IDB Invest, along with Blue Orchard and Global Affairs Canada, launched in June of this year the first private debt fund with $100 million (with a target of $200 million) raised with gender, diversity, and inclusion objectives to bridge the financing gap in Latin America and the Caribbean. The IFC’s Banking on Women business has helped catalyze sustainable financial services for women and women-owned MSMEs through the Women Entrepreneurs Bond for $160 million active in 2013-2018.

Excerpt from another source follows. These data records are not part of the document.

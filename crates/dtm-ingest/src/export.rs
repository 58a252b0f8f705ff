//! Export projection: every row, visible columns only, headed by label.

use chrono::Utc;

use dtm_model::{Column, Row};

use crate::codec::CsvTable;

/// Project `rows` onto the visible `columns`.
///
/// Rows are emitted in store order (never the filtered or sorted view). A
/// row without a value for a column exports an empty cell.
pub fn export_table(rows: &[Row], columns: &[Column]) -> CsvTable {
    let visible: Vec<&Column> = columns.iter().filter(|column| column.visible).collect();
    let headers = visible.iter().map(|column| column.label.clone()).collect();
    let records = rows
        .iter()
        .map(|row| {
            visible
                .iter()
                .map(|column| {
                    row.get(&column.id)
                        .map(|value| value.to_string())
                        .unwrap_or_default()
                })
                .collect()
        })
        .collect();
    CsvTable::new(headers, records)
}

/// Default download name, e.g. `table-export-1700000000000.csv`.
pub fn export_file_name() -> String {
    format!("table-export-{}.csv", Utc::now().timestamp_millis())
}
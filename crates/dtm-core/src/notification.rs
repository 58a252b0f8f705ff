//! Transient user notifications.

use std::fmt;

#[derive(Debug, Clone, Copy, PartialEq, Eq)]
pub enum NotificationLevel {
    Success,
    Warning,
    Error,
}

#[derive(Debug, Clone, PartialEq, Eq)]
pub struct Notification {
    pub level: NotificationLevel,
    pub message: String,
}

impl Notification {
    pub fn success(message: impl Into<String>) -> Self {
        Self {
            level: NotificationLevel::Success,
            message: message.into(),
        }
    }

    pub fn warning(message: impl Into<String>) -> Self {
        Self {
            level: NotificationLevel::Warning,
            message: message.into(),
        }
    }

    pub fn error(message: impl Into<String>) -> Self {
        Self {
            level: NotificationLevel::Error,
            message: message.into(),
        }
    }

    pub fn is_error(&self) -> bool {
        self.level == NotificationLevel::Error
    }
}

impl fmt::Display for Notification {
    fn fmt(&self, f: &mut fmt::Formatter<'_>) -> fmt::Result {
        f.write_str(&self.message)
    }
}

2X Global, first launched as the 2X Challenge at the G7 Summit in 2018, now has a membership that includes 20 DFIs and MDBs and over 100 capital providers globally, mobilizing gender lens investment totaling US $16.3 billion from 2021-2022 benefitting 473 women-led businesses in developing economies.
Research lags action
Research on women’s access to financial services is increasingly rich and sophisticated and is building a body of useful evidence; however, there are still notable research gaps – especially around implicit and explicit gender biases in the financial ecosystem and ways to address these biases. It is paradoxical that an area that is a major focus of innovative action by the MDBs is mostly ignored by researchers. A second major gap in the research to date is the very sparse data on the cost-effectiveness of solutions, especially but not limited to innovative ones.

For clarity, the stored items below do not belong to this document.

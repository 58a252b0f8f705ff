//! The table engine: one owned context for canonical state, view state, and
//! edit sessions.
//!
//! Every canonical mutation (rows or columns) is followed by a snapshot save.
//! Save failures never reach the caller as errors; they are logged and queued
//! as notifications, the same way import and export outcomes are.

use std::path::Path;

use dtm_ingest::{
    CsvTable, IngestError, export_table, read_csv_file, read_csv_str, rows_from_table,
    write_csv_file, write_csv_string,
};
use dtm_model::{Column, Row, RowId, TableState, seed_state};
use dtm_persistence::SnapshotStore;

use crate::edit::{CommitOutcome, EditSessions, ValidationErrors};
use crate::error::{AddRowError, ColumnError, EditError, StoreError};
use crate::form::NewRowForm;
use crate::notification::Notification;
use crate::store::RecordStore;
use crate::view::{Projection, SortSpec, ViewState};

/// Counts shown alongside the table.
#[derive(Debug, Clone, Copy, PartialEq, Eq)]
pub struct TableSummary {
    pub total_rows: usize,
    pub total_columns: usize,
    pub visible_columns: usize,
    pub editing_rows: usize,
}

pub struct TableEngine {
    store: RecordStore,
    view: ViewState,
    edits: EditSessions,
    persistence: Box<dyn SnapshotStore>,
    notifications: Vec<Notification>,
}

impl TableEngine {
    /// Restore the last snapshot, or start from the seed dataset when there
    /// is none or it cannot be read.
    pub fn open(persistence: impl SnapshotStore + 'static) -> Self {
        let mut notifications = Vec::new();
        let state = match persistence.load() {
            Ok(Some(state)) => {
                tracing::info!(
                    rows = state.rows.len(),
                    columns = state.columns.len(),
                    "restored table snapshot"
                );
                state
            }
            Ok(None) => {
                tracing::info!("no table snapshot, starting from seed data");
                seed_state()
            }
            Err(err) => {
                tracing::warn!(error = %err, "could not restore table snapshot, starting from seed data");
                notifications.push(Notification::warning(err.user_message()));
                seed_state()
            }
        };
        Self {
            store: RecordStore::new(state),
            view: ViewState::new(),
            edits: EditSessions::new(),
            persistence: Box::new(persistence),
            notifications,
        }
    }

    // === Reads ===

    pub fn state(&self) -> &TableState {
        self.store.state()
    }

    pub fn rows(&self) -> &[Row] {
        self.store.rows()
    }

    pub fn columns(&self) -> &[Column] {
        self.store.columns()
    }

    pub fn row(&self, id: &RowId) -> Option<&Row> {
        self.store.row(id)
    }

    pub fn summary(&self) -> TableSummary {
        TableSummary {
            total_rows: self.store.len(),
            total_columns: self.store.columns().len(),
            visible_columns: self.store.state().visible_columns().count(),
            editing_rows: self.edits.editing_count(),
        }
    }

    /// Drain queued notifications.
    pub fn take_notifications(&mut self) -> Vec<Notification> {
        std::mem::take(&mut self.notifications)
    }

    // === View ===

    pub fn view(&self) -> &ViewState {
        &self.view
    }

    pub fn set_search(&mut self, query: impl Into<String>) {
        self.view.set_search(query);
    }

    pub fn toggle_sort(&mut self, column_id: &str) {
        self.view.toggle_sort(column_id);
    }

    pub fn set_sort(&mut self, sort: Option<SortSpec>) {
        self.view.set_sort(sort);
    }

    pub fn set_page(&mut self, page: usize) {
        self.view.set_page(page);
    }

    /// Current page of the filtered, sorted rows.
    pub fn projection(&self) -> Projection<'_> {
        self.view.project(self.store.rows())
    }

    // === Rows ===

    /// Validate the add-row form and append the row it describes.
    pub fn add_row(&mut self, form: &NewRowForm) -> Result<RowId, AddRowError> {
        let id = self.store.next_row_id();
        let row = form
            .build_row(id.clone(), self.store.columns())
            .map_err(AddRowError::Invalid)?;
        self.store.insert(row)?;
        self.persist();
        Ok(id)
    }

    pub fn insert_row(&mut self, row: Row) -> Result<(), StoreError> {
        self.store.insert(row)?;
        self.persist();
        Ok(())
    }

    /// Replace a row directly, bypassing edit sessions.
    pub fn update_row(&mut self, row: Row) -> bool {
        let updated = self.store.update(row);
        if updated {
            self.persist();
        }
        updated
    }

    /// Delete a row. An open edit session on it is dropped.
    pub fn delete_row(&mut self, id: &RowId) -> bool {
        let deleted = self.store.delete(id);
        if deleted {
            self.edits.forget_row(id);
            self.persist();
        }
        deleted
    }

    // === Columns ===

    /// Add a custom column derived from `label`. Returns its id.
    pub fn add_column(&mut self, label: &str) -> Result<String, ColumnError> {
        let column = Column::custom(label)?;
        let id = column.id.clone();
        self.store.add_column(column)?;
        self.persist();
        Ok(id)
    }

    /// Delete a custom column, stripping it from every row and draft.
    pub fn delete_column(&mut self, id: &str) -> Result<bool, ColumnError> {
        let deleted = self.store.delete_column(id)?;
        if deleted {
            self.edits.forget_column(id);
            self.persist();
        }
        Ok(deleted)
    }

    pub fn toggle_column(&mut self, id: &str) -> Option<bool> {
        let visible = self.store.toggle_visibility(id);
        if visible.is_some() {
            self.persist();
        }
        visible
    }

    pub fn reorder_columns(&mut self, order: Vec<Column>) -> Result<(), ColumnError> {
        self.store.reorder(order)?;
        self.persist();
        Ok(())
    }

    pub fn move_column(&mut self, from: usize, to: usize) -> Result<(), ColumnError> {
        self.store.move_column(from, to)?;
        self.persist();
        Ok(())
    }

    pub fn relabel_column(&mut self, id: &str, label: &str) -> Result<(), ColumnError> {
        self.store.relabel_column(id, label)?;
        self.persist();
        Ok(())
    }

    // === Edit sessions ===

    /// Open an edit session on a row. Returns false for an unknown row or a
    /// row already being edited.
    pub fn begin_edit(&mut self, id: &RowId) -> bool {
        match self.store.row(id) {
            Some(row) => self.edits.begin_edit(row),
            None => {
                tracing::debug!(row_id = %id, "begin edit ignored, unknown row");
                false
            }
        }
    }

    pub fn edit_field(&mut self, id: &RowId, column_id: &str, raw: &str) -> Result<(), EditError> {
        self.edits.edit_field(id, column_id, raw)
    }

    pub fn commit(&mut self, id: &RowId) -> CommitOutcome {
        let outcome = self.edits.commit(id, self.store.columns());
        self.apply_commit(&outcome);
        outcome
    }

    pub fn commit_all(&mut self) -> CommitOutcome {
        let outcome = self.edits.commit_all(self.store.columns());
        self.apply_commit(&outcome);
        outcome
    }

    pub fn cancel(&mut self, id: &RowId) -> bool {
        self.edits.cancel(id)
    }

    pub fn cancel_all(&mut self) -> usize {
        self.edits.cancel_all()
    }

    pub fn is_editing(&self, id: &RowId) -> bool {
        self.edits.is_editing(id)
    }

    pub fn editing_count(&self) -> usize {
        self.edits.editing_count()
    }

    pub fn draft(&self, id: &RowId) -> Option<&Row> {
        self.edits.draft(id)
    }

    pub fn validation_errors(&self) -> &ValidationErrors {
        self.edits.errors()
    }

    fn apply_commit(&mut self, outcome: &CommitOutcome) {
        if let CommitOutcome::Committed(rows) = outcome {
            for row in rows {
                self.store.update(row.clone());
            }
            self.persist();
        }
    }

    // === Import / export ===

    /// Replace every row with the records of CSV `text`.
    ///
    /// On failure the table is untouched. Either way a notification is
    /// queued.
    pub fn import_csv(&mut self, text: &str) -> Result<usize, IngestError> {
        let parsed = read_csv_str(text);
        self.import_parsed(parsed)
    }

    pub fn import_file(&mut self, path: &Path) -> Result<usize, IngestError> {
        let parsed = read_csv_file(path);
        self.import_parsed(parsed)
    }

    fn import_parsed(&mut self, parsed: Result<CsvTable, IngestError>) -> Result<usize, IngestError> {
        let rows = match parsed.and_then(|table| rows_from_table(&table, self.store.columns())) {
            Ok(rows) => rows,
            Err(err) => {
                tracing::warn!(error = %err, "import failed");
                self.notifications
                    .push(Notification::error(err.user_message()));
                return Err(err);
            }
        };
        let count = rows.len();
        self.edits.cancel_all();
        self.store.replace_all(rows);
        self.persist();
        self.notifications.push(Notification::success(format!(
            "Successfully imported {count} rows!"
        )));
        Ok(count)
    }

    /// Every row projected onto the visible columns, headed by label.
    pub fn export_table(&self) -> CsvTable {
        export_table(self.store.rows(), self.store.columns())
    }

    pub fn export_csv(&mut self) -> Result<String, IngestError> {
        let table = self.export_table();
        let result = write_csv_string(&table);
        self.report_export(table.len(), result)
    }

    pub fn export_file(&mut self, path: &Path) -> Result<usize, IngestError> {
        let table = self.export_table();
        let result = write_csv_file(path, &table).map(|()| table.len());
        self.report_export(table.len(), result)
    }

    fn report_export<T>(
        &mut self,
        count: usize,
        result: Result<T, IngestError>,
    ) -> Result<T, IngestError> {
        match &result {
            Ok(_) => {
                tracing::info!(rows = count, "exported table");
                self.notifications.push(Notification::success(format!(
                    "Successfully exported {count} rows!"
                )));
            }
            Err(err) => {
                tracing::warn!(error = %err, "export failed");
                self.notifications
                    .push(Notification::error(err.user_message()));
            }
        }
        result
    }

    // === Persistence ===

    fn persist(&mut self) {
        match self.persistence.save(self.store.state()) {
            Ok(()) => tracing::debug!(rows = self.store.len(), "saved table snapshot"),
            Err(err) => {
                tracing::error!(error = %err, "failed to save table snapshot");
                self.notifications
                    .push(Notification::error(err.user_message()));
            }
        }
    }
}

The good news is that many of these new financial initiatives seek to strengthen the production of gender data, which should increase the ability to do research on what works. For instance, We-Fi coordinates the recently launched WE Finance Code, a commitment by key public and private sector players in the financial sector to work together to increase funding provided to women-led enterprises. Collecting supply-side data to monitor implementation is a core component of the WE Code. 2X Global has established robust metrics to measure the gender impact of investments. And Data2X and the Financial Alliance for Women coordinate the Women’s Financial Inclusion Data (WFID) Partnership, that is devoted to improving the availability and quality of gender data in the financial sector. WFID partners include, from the MDBs, the EBRD, the IDB, the IDB Invest, the IFC, the IMF and the World Bank.
Looking forward
There is no time to lose. Innovative products in the financial sector that target women need to be paired with robust research designs to assess what works. The MDBs should once again lead the charge in this research. They have in-house capacity–the gender innovation labs at the World Bank and at the IDB are notable for producing quality policy-oriented research–and can partner with academia and other research agencies. MDBs have a sway over the financial sector in member countries and they should use it. The quiet revolution we are witnessing can only benefit and strengthen the financial sector ecosystem, but it needs to be evidence-based.